[Source material Boundary: Start]

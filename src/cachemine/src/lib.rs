//! Extraction pipeline for game client cache data
//!
//! The upstream decoder hands over loosely shaped object graphs. This crate
//! turns them into a canonical tree and writes them out under stable names.
//!
//! # Pipeline
//!
//! ```text
//! Source ──fetch──▶ Raw ──Canonicalizer──▶ Value ──LocalizationEngine──▶ Value ──▶ Sink
//!                    ▲                                                          ▲
//!                    └──────────── NameResolver (source side / sink side) ──────┘
//! ```
//!
//! - [`normalize`]: shape recognition and conversion into [`Value`]
//! - [`naming`]: sanitization and collision-free resolution of container names
//! - [`localize`]: message catalogs and text field translation
//! - [`flow`]: the orchestrator tying sources and sinks together

pub mod flow;
pub mod localize;
pub mod naming;
pub mod normalize;
pub mod raw;
pub mod source;
pub mod value;

pub use flow::{parse_filter, CancelToken, Failure, Flow, FlowOptions, RunReport, Stage};
pub use localize::{
    CatalogProvider, Language, LocalizationEngine, MessageCatalog, SourceCatalog,
    TranslationStats,
};
pub use naming::{sanitize, Charset, NameResolver, Position, Role};
pub use normalize::Canonicalizer;
pub use raw::{Attribute, Body, DecoderSession, Object, Raw};
pub use source::{RawContainer, Sink, Source};
pub use value::{Mapping, Primitive, Value};

/// Errors raised anywhere in the pipeline
#[derive(thiserror::Error, Debug)]
pub enum Error {
    #[error("Unrecognized shape: {}", describe_shape(.type_name, .tag.as_deref()))]
    UnrecognizedShape {
        type_name: String,
        tag: Option<String>,
    },

    #[error("Malformed {type_name}: expected {expected}")]
    MalformedShape {
        type_name: String,
        expected: &'static str,
    },

    #[error("Nesting deeper than {0} levels")]
    DepthExceeded(usize),

    #[error("Container \"{container}\" is not available in {origin}")]
    ContainerNotFound { origin: String, container: String },

    #[error("Language \"{0}\" is not available")]
    LanguageNotAvailable(String),

    #[error("Label {0} does not exist")]
    LabelNotFound(String),

    #[error("Malformed message catalog: {0}")]
    Catalog(String),

    #[error("Sink {sink} failed: {message}")]
    SinkWrite { sink: String, message: String },

    #[error("Provider error: {0}")]
    Provider(String),

    #[error("Cannot parse filter: {0}")]
    FilterParse(String),

    #[error("IO error: {0}")]
    Io(#[from] std::io::Error),

    #[error("JSON error: {0}")]
    Json(#[from] serde_json::Error),

    #[error("Cancelled")]
    Cancelled,
}

impl Error {
    /// Stable short name of the error kind, used in logs and run reports
    pub fn kind(&self) -> &'static str {
        match self {
            Self::UnrecognizedShape { .. } => "UnrecognizedShape",
            Self::MalformedShape { .. } => "MalformedShape",
            Self::DepthExceeded(_) => "DepthExceeded",
            Self::ContainerNotFound { .. } => "ContainerNotFound",
            Self::LanguageNotAvailable(_) => "LanguageNotAvailable",
            Self::LabelNotFound(_) => "LabelNotFound",
            Self::Catalog(_) => "Catalog",
            Self::SinkWrite { .. } => "SinkWriteFailure",
            Self::Provider(_) => "Provider",
            Self::FilterParse(_) => "FilterParse",
            Self::Io(_) => "Io",
            Self::Json(_) => "Json",
            Self::Cancelled => "Cancelled",
        }
    }

    /// Errors that must abort the whole run instead of one container
    pub fn is_fatal(&self) -> bool {
        matches!(self, Self::Cancelled | Self::LanguageNotAvailable(_))
    }

    /// [`Error::ContainerNotFound`] for `container` in `origin`
    pub fn not_found(origin: &str, container: &str) -> Self {
        Self::ContainerNotFound {
            origin: origin.to_string(),
            container: container.to_string(),
        }
    }
}

fn describe_shape(type_name: &str, tag: Option<&str>) -> String {
    match tag {
        Some(tag) if tag != type_name => format!("{} (tag {})", type_name, tag),
        _ => type_name.to_string(),
    }
}

pub type Result<T> = std::result::Result<T, Error>;
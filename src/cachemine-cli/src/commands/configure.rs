//! Configuration command handlers
//!
//! Handles the `configure` subcommand for setting up cachemine defaults.

use crate::config::Config;
use anyhow::Result;
use std::path::Path;

/// Handle the configure command
///
/// Every `Some` field of `update` is stored; with `show` the current
/// configuration is printed instead.
pub fn handle(update: Config, show: bool) -> Result<()> {
    let path = Config::config_path()?;
    let mut config = Config::load_from(&path)?;

    if show {
        show_config(&config, &path);
        return Ok(());
    }

    if update == Config::default() {
        show_usage();
        return Ok(());
    }

    apply(&mut config, update, &path)?;
    println!("Config saved to: {}", path.display());
    Ok(())
}

fn apply(config: &mut Config, update: Config, path: &Path) -> Result<()> {
    config.merge(update);
    config.save_to(path)
}

fn display(value: Option<impl std::fmt::Display>) -> String {
    value.map_or_else(|| "(not set)".to_string(), |v| v.to_string())
}

/// Display current configuration
fn show_config(config: &Config, path: &Path) {
    println!("Client:            {}", display(config.client.as_ref().map(|p| p.display())));
    println!("Dumps:             {}", display(config.dumps.as_ref().map(|p| p.display())));
    println!("Output:            {}", display(config.output.as_ref().map(|p| p.display())));
    println!("Language:          {}", display(config.language.as_deref()));
    println!("Fallback language: {}", display(config.fallback_language.as_deref()));
    println!("Indent:            {}", display(config.indent));
    println!("Config file:       {}", path.display());
}

/// Show usage help for the configure command
fn show_usage() {
    println!("Usage: cachemine configure --client PATH --output PATH [--language LANG]");
    println!("   or: cachemine configure --show");
    println!();
    println!("Stored values are used by `cachemine run` when the matching");
    println!("argument is not given.");
}

#[cfg(test)]
mod tests {
    use super::*;
    use std::path::PathBuf;

    #[test]
    fn test_show_usage_does_not_panic() {
        show_usage();
    }

    #[test]
    fn test_apply_merges_and_saves() {
        let dir = tempfile::tempdir().unwrap();
        let path = dir.path().join("config.toml");
        let mut config = Config {
            output: Some(PathBuf::from("/out")),
            ..Config::default()
        };

        apply(
            &mut config,
            Config {
                language: Some("de".to_string()),
                ..Config::default()
            },
            &path,
        )
        .unwrap();

        let saved = Config::load_from(&path).unwrap();
        assert_eq!(saved.output, Some(PathBuf::from("/out")));
        assert_eq!(saved.language.as_deref(), Some("de"));
    }

    #[test]
    fn test_display_unset() {
        assert_eq!(display(None::<usize>), "(not set)");
        assert_eq!(display(Some(4)), "4");
    }
}
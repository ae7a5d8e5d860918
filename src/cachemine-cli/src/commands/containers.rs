//! `containers` command: list what every source provides

use crate::sources;
use anyhow::{bail, Context, Result};
use std::path::Path;

pub fn handle(client: Option<&Path>, dumps: Option<&Path>) -> Result<()> {
    let mut sources = sources::configured(client, dumps);
    if sources.is_empty() {
        bail!("No sources configured. Pass --client and/or --dumps.");
    }

    for source in &mut sources {
        let names = source
            .list_container_names()
            .with_context(|| format!("Failed to list containers of {}", source.name()))?;
        println!("{} ({} containers)", source.name(), names.len());
        for name in names {
            println!("  {}", name);
        }
    }

    Ok(())
}
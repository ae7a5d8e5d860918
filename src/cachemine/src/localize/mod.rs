//! Localization of canonical trees
//!
//! Text fields are paired with message id fields (`typeName` / `typeNameID`)
//! and their text is replaced with, or augmented by, catalog messages.
//!
//! Resolution order for one field: requested language, fallback language,
//! the field's original text, empty string. The first non-empty wins.

mod catalog;
mod stats;

pub use catalog::{CatalogProvider, Message, MessageCatalog, SourceCatalog, CATALOG_PREFIX};
pub use stats::{FieldStats, TranslationStats};

use crate::value::{Mapping, Value};
use crate::{Error, Result};
use regex::Regex;
use std::collections::HashMap;
use std::fmt;
use std::str::FromStr;
use std::sync::OnceLock;

/// Suffix marking message id fields
pub const ID_SUFFIX: &str = "ID";

/// Language used when the requested one has no text
pub const DEFAULT_FALLBACK: &str = "en-us";

/// Language token selecting fan-out mode
pub const FAN_OUT: &str = "multi";

/// Id fields without a text sibling are translated only when named like text
fn keyword() -> &'static Regex {
    static KEYWORD: OnceLock<Regex> = OnceLock::new();
    KEYWORD.get_or_init(|| Regex::new(r"(?i)description|name|text").expect("valid regex"))
}

/// Target of a translation pass
#[derive(Debug, Clone, PartialEq, Eq)]
pub enum Language {
    /// Replace text fields in place
    Single(String),
    /// Add `<field>_<language>` for every available language
    FanOut,
}

impl Language {
    /// `multi` selects fan-out, anything else a single language
    pub fn new(s: &str) -> Self {
        if s == FAN_OUT {
            Self::FanOut
        } else {
            Self::Single(s.to_string())
        }
    }
}

impl FromStr for Language {
    type Err = std::convert::Infallible;

    fn from_str(s: &str) -> std::result::Result<Self, Self::Err> {
        Ok(Self::new(s))
    }
}

impl fmt::Display for Language {
    fn fmt(&self, f: &mut fmt::Formatter<'_>) -> fmt::Result {
        match self {
            Self::Single(lang) => write!(f, "{}", lang),
            Self::FanOut => write!(f, "{}", FAN_OUT),
        }
    }
}

/// One translatable field pair found in a mapping
struct Pair {
    text_field: String,
    message_id: Option<i64>,
}

/// Translates canonical trees against lazily loaded catalogs
///
/// Catalogs and the language list are loaded on first use and kept for the
/// lifetime of the engine.
pub struct LocalizationEngine {
    provider: Box<dyn CatalogProvider>,
    fallback: String,
    languages: Option<Vec<String>>,
    labels: Option<HashMap<String, i64>>,
    catalogs: HashMap<String, MessageCatalog>,
}

impl LocalizationEngine {
    pub fn new(provider: impl CatalogProvider + 'static) -> Self {
        Self {
            provider: Box::new(provider),
            fallback: DEFAULT_FALLBACK.to_string(),
            languages: None,
            labels: None,
            catalogs: HashMap::new(),
        }
    }

    pub fn with_fallback(mut self, language: impl Into<String>) -> Self {
        self.fallback = language.into();
        self
    }

    pub fn fallback(&self) -> &str {
        &self.fallback
    }

    /// Sorted, deduplicated languages of the provider
    pub fn available_languages(&mut self) -> Result<&[String]> {
        if self.languages.is_none() {
            let mut languages = self.provider.available_languages()?;
            languages.sort();
            languages.dedup();
            tracing::debug!(count = languages.len(), "loaded language list");
            self.languages = Some(languages);
        }
        Ok(self.languages.as_deref().unwrap_or_default())
    }

    fn is_available(&mut self, language: &str) -> Result<bool> {
        Ok(self.available_languages()?.iter().any(|l| l == language))
    }

    /// Fail with [`Error::LanguageNotAvailable`] unless the target can be served
    ///
    /// Loads every catalog the target needs up front, so a run never stops
    /// halfway for a missing catalog. A requested single language must have
    /// one. Fan-out languages and the fallback without a catalog are served
    /// through the fallback chain.
    pub fn validate(&mut self, language: &Language) -> Result<()> {
        match language {
            Language::Single(lang) => {
                if !self.is_available(lang)? {
                    return Err(Error::LanguageNotAvailable(lang.clone()));
                }
                self.preload(lang, true)?;
            }
            Language::FanOut => {
                for lang in self.available_languages()?.to_vec() {
                    self.preload(&lang, false)?;
                }
            }
        }
        let fallback = self.fallback.clone();
        if self.is_available(&fallback)? {
            self.preload(&fallback, false)?;
        }
        Ok(())
    }

    fn preload(&mut self, language: &str, required: bool) -> Result<()> {
        match self.catalog(language).map(|_| ()) {
            Err(Error::LanguageNotAvailable(_)) if !required => {
                tracing::warn!(language, "listed language has no catalog, using fallback");
                self.catalogs
                    .insert(language.to_string(), MessageCatalog::new());
                Ok(())
            }
            other => other,
        }
    }

    fn catalog(&mut self, language: &str) -> Result<&MessageCatalog> {
        if !self.catalogs.contains_key(language) {
            let catalog = self.provider.load(language)?;
            tracing::debug!(language, messages = catalog.len(), "loaded message catalog");
            self.catalogs.insert(language.to_string(), catalog);
        }
        self.catalogs
            .get(language)
            .ok_or_else(|| Error::LanguageNotAvailable(language.to_string()))
    }

    fn lookup(&mut self, id: i64, language: &str, args: &[(&str, &str)]) -> Result<String> {
        Ok(self
            .catalog(language)?
            .get(id)
            .map(|m| m.format(args))
            .unwrap_or_default())
    }

    /// Message text in `language`, falling back to the fallback language
    ///
    /// Tokens whose variable is named in `args` are substituted. Unknown
    /// messages yield an empty string.
    pub fn text_by_message(
        &mut self,
        id: i64,
        language: &str,
        args: &[(&str, &str)],
    ) -> Result<String> {
        if !self.is_available(language)? {
            return Err(Error::LanguageNotAvailable(language.to_string()));
        }
        let text = self.lookup(id, language, args)?;
        if !text.is_empty() || language == self.fallback {
            return Ok(text);
        }
        let fallback = self.fallback.clone();
        if !self.is_available(&fallback)? {
            return Ok(text);
        }
        self.lookup(id, &fallback, args)
    }

    /// Message text addressed by label path (`Path/To/label`)
    pub fn text_by_label(
        &mut self,
        label: &str,
        language: &str,
        args: &[(&str, &str)],
    ) -> Result<String> {
        if self.labels.is_none() {
            self.labels = Some(self.provider.labels()?);
        }
        let id = self
            .labels
            .as_ref()
            .and_then(|labels| labels.get(label))
            .copied()
            .ok_or_else(|| Error::LabelNotFound(label.to_string()))?;
        self.text_by_message(id, language, args)
    }

    /// Translate every mapping in `tree`
    ///
    /// With `fields`, only `<field>` / `<field>ID` pairs for the listed
    /// names are considered; otherwise pairs are detected by convention.
    pub fn translate(
        &mut self,
        mut tree: Value,
        language: &Language,
        fields: Option<&[String]>,
    ) -> Result<(Value, TranslationStats)> {
        self.validate(language)?;
        let mut stats = TranslationStats::new();
        self.walk(&mut tree, language, fields, &mut stats)?;
        Ok((tree, stats))
    }

    fn walk(
        &mut self,
        value: &mut Value,
        language: &Language,
        fields: Option<&[String]>,
        stats: &mut TranslationStats,
    ) -> Result<()> {
        match value {
            Value::Sequence(items) => {
                for item in items {
                    self.walk(item, language, fields, stats)?;
                }
            }
            Value::Mapping(map) => {
                for value in map.values_mut() {
                    self.walk(value, language, fields, stats)?;
                }
                for pair in translatable_pairs(map, fields) {
                    stats.examine(&pair.text_field);
                    match language {
                        Language::Single(lang) => self.translate_single(map, &pair, lang, stats)?,
                        Language::FanOut => self.translate_fan_out(map, &pair, stats)?,
                    }
                }
            }
            Value::Primitive(_) => {}
        }
        Ok(())
    }

    fn resolve(&mut self, id: Option<i64>, language: &str, original: Option<&str>) -> Result<String> {
        let text = match id {
            Some(id) => self.text_by_message(id, language, &[])?,
            None => String::new(),
        };
        if !text.is_empty() {
            return Ok(text);
        }
        Ok(original.unwrap_or_default().to_string())
    }

    fn translate_single(
        &mut self,
        row: &mut Mapping,
        pair: &Pair,
        language: &str,
        stats: &mut TranslationStats,
    ) -> Result<()> {
        if pair.message_id.is_none() {
            return Ok(());
        }
        let original = row.field(&pair.text_field).cloned();
        let text = self.resolve(
            pair.message_id,
            language,
            original.as_ref().and_then(Value::as_text),
        )?;
        let text = Value::text(text);
        if original.unwrap_or_else(|| Value::text("")) != text {
            stats.translate(&pair.text_field);
        }
        row.set_field(&pair.text_field, text);
        Ok(())
    }

    /// Every row gets the same set of per-language fields, translated or not
    fn translate_fan_out(
        &mut self,
        row: &mut Mapping,
        pair: &Pair,
        stats: &mut TranslationStats,
    ) -> Result<()> {
        let original = row
            .field(&pair.text_field)
            .cloned()
            .unwrap_or_else(|| Value::text(""));
        let original_text = original.as_text();
        let languages = self.available_languages()?.to_vec();
        for language in &languages {
            let text = Value::text(self.resolve(pair.message_id, language, original_text)?);
            if original != text {
                stats.translate(&pair.text_field);
            }
            row.set_field(&format!("{}_{}", pair.text_field, language), text);
        }
        Ok(())
    }
}

/// Text/id field pairs of one mapping, in key order
fn translatable_pairs(row: &Mapping, fields: Option<&[String]>) -> Vec<Pair> {
    if let Some(fields) = fields {
        return fields
            .iter()
            .filter_map(|field| {
                let id = row.field(&format!("{}{}", field, ID_SUFFIX))?;
                Some(Pair {
                    text_field: field.clone(),
                    message_id: id.as_int(),
                })
            })
            .collect();
    }

    let mut pairs = Vec::new();
    for (key, id) in row.iter() {
        let Some(text_field) = key.as_text().and_then(|k| k.strip_suffix(ID_SUFFIX)) else {
            continue;
        };
        if !id.is_null() && id.as_int().is_none() {
            continue;
        }
        match row.field(text_field) {
            Some(text) if text.is_null() && id.is_null() => continue,
            Some(text) if !text.is_null() && text.as_text().is_none() => continue,
            Some(_) => {}
            None if keyword().is_match(text_field) => {}
            None => continue,
        }
        pairs.push(Pair {
            text_field: text_field.to_string(),
            message_id: id.as_int(),
        });
    }
    pairs
}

[Source material Boundary: End]

Please restate only the opening stretch of the records above: every line from the first through the one containing "not available in", exactly as written.

▶ Solution
filename src/cachemine/src/lib.rs
//! Extraction pipeline for game client cache data
//!
//! The upstream decoder hands over loosely shaped object graphs. This crate
//! turns them into a canonical tree and writes them out under stable names.
//!
//! # Pipeline
//!
//! ```text
//! Source ──fetch──▶ Raw ──Canonicalizer──▶ Value ──LocalizationEngine──▶ Value ──▶ Sink
//!                    ▲                                                          ▲
//!                    └──────────── NameResolver (source side / sink side) ──────┘
//! ```
//!
//! - [`normalize`]: shape recognition and conversion into [`Value`]
//! - [`naming`]: sanitization and collision-free resolution of container names
//! - [`localize`]: message catalogs and text field translation
//! - [`flow`]: the orchestrator tying sources and sinks together

pub mod flow;
pub mod localize;
pub mod naming;
pub mod normalize;
pub mod raw;
pub mod source;
pub mod value;

pub use flow::{parse_filter, CancelToken, Failure, Flow, FlowOptions, RunReport, Stage};
pub use localize::{
    CatalogProvider, Language, LocalizationEngine, MessageCatalog, SourceCatalog,
    TranslationStats,
};
pub use naming::{sanitize, Charset, NameResolver, Position, Role};
pub use normalize::Canonicalizer;
pub use raw::{Attribute, Body, DecoderSession, Object, Raw};
pub use source::{RawContainer, Sink, Source};
pub use value::{Mapping, Primitive, Value};

/// Errors raised anywhere in the pipeline
#[derive(thiserror::Error, Debug)]
pub enum Error {
    #[error("Unrecognized shape: {}", describe_shape(.type_name, .tag.as_deref()))]
    UnrecognizedShape {
        type_name: String,
        tag: Option<String>,
    },

    #[error("Malformed {type_name}: expected {expected}")]
    MalformedShape {
        type_name: String,
        expected: &'static str,
    },

    #[error("Nesting deeper than {0} levels")]
    DepthExceeded(usize),

    #[error("Container \"{container}\" is not available in {origin}")]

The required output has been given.